## INFORMATION SUPPLIED:
————
//! Log records and the messages that carry them to subscribers

use std::time::{SystemTime, UNIX_EPOCH};

use serde::{Deserialize, Serialize};

use crate::{Frame, ProtocolError, Result, Topic};

/// A single log line with its origin timestamp in nanoseconds since the epoch
#[derive(Debug, Clone, PartialEq, Eq, Serialize, Deserialize)]
pub struct LogRecord {
    pub timestamp: i64,
    pub raw: String,
}

impl LogRecord {
    pub fn new(timestamp: i64, raw: impl Into<String>) -> Self {
        Self {
            timestamp,
            raw: raw.into(),
        }
    }

    /// Stamp a line with the current wall-clock time
    pub fn now(raw: impl Into<String>) -> Self {
        Self::new(now_nanos(), raw)
    }
}

/// Current time in nanoseconds since the Unix epoch
///
/// Clocks before 1970 yield 0; times past the i64 range saturate.
pub fn now_nanos() -> i64 {
    SystemTime::now()
        .duration_since(UNIX_EPOCH)
        .map(|d| i64::try_from(d.as_nanos()).unwrap_or(i64::MAX))
        .unwrap_or(0)
}

/// A record paired with the topic it was published on
///
/// This is the unit the broker hands to each matching subscriber.
#[derive(Debug, Clone, PartialEq, Eq, Serialize, Deserialize)]
pub struct Message {
    pub topic: Topic,
    pub record: LogRecord,
}

impl Message {
    pub fn new(topic: Topic, record: LogRecord) -> Self {
        Self { topic, record }
    }

    /// Encode as a subscription delivery
    ///
    /// `[integer timestamp, simple app, simple proc, simple host, bulk line]`
    pub fn to_frame(&self) -> Frame {
        Frame::Array(vec![
            Frame::Integer(self.record.timestamp),
            Frame::Simple(self.topic.app().to_owned()),
            Frame::Simple(self.topic.process().to_owned()),
            Frame::Simple(self.topic.host().to_owned()),
            Frame::bulk(self.record.raw.clone()),
        ])
    }

    /// Decode a subscription delivery
    ///
    /// # Errors
    ///
    /// Returns `UnexpectedFrame` if the frame is not a 5-element delivery
    /// array with the expected element types.
    pub fn from_frame(frame: Frame) -> Result<Self> {
        let items = match frame {
            Frame::Array(items) if items.len() == 5 => items,
            Frame::Array(items) => {
                return Err(ProtocolError::unexpected(format!(
                    "delivery has {} elements, expected 5",
                    items.len()
                )));
            }
            other => {
                return Err(ProtocolError::unexpected(format!(
                    "delivery is not an array: {other:?}"
                )));
            }
        };

        let timestamp = match &items[0] {
            Frame::Integer(ts) => *ts,
            _ => return Err(ProtocolError::unexpected("delivery timestamp is not an integer")),
        };
        let field = |idx: usize, name: &str| -> Result<String> {
            items[idx]
                .as_text()
                .map(str::to_owned)
                .ok_or_else(|| ProtocolError::unexpected(format!("delivery {name} is not text")))
        };

        let topic = Topic::unchecked(field(1, "app")?, field(2, "proc")?, field(3, "host")?);
        let raw = match &items[4] {
            Frame::Bulk(data) => String::from_utf8_lossy(data).into_owned(),
            Frame::Simple(s) => s.clone(),
            _ => return Err(ProtocolError::unexpected("delivery line is not a string")),
        };

        Ok(Self::new(topic, LogRecord::new(timestamp, raw)))
    }
}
————
## WHAT YOU WILL DO:
Where a line of the listing holds the string "delivery", copy that line.

## EXERCISE ANSWER:
    /// Encode as a subscription delivery
    /// Decode a subscription delivery
    /// Returns `UnexpectedFrame` if the frame is not a 5-element delivery
                    "delivery has {} elements, expected 5",
                    "delivery is not an array: {other:?}"
            _ => return Err(ProtocolError::unexpected("delivery timestamp is not an integer")),
                .ok_or_else(|| ProtocolError::unexpected(format!("delivery {name} is not text")))
            _ => return Err(ProtocolError::unexpected("delivery line is not a string")),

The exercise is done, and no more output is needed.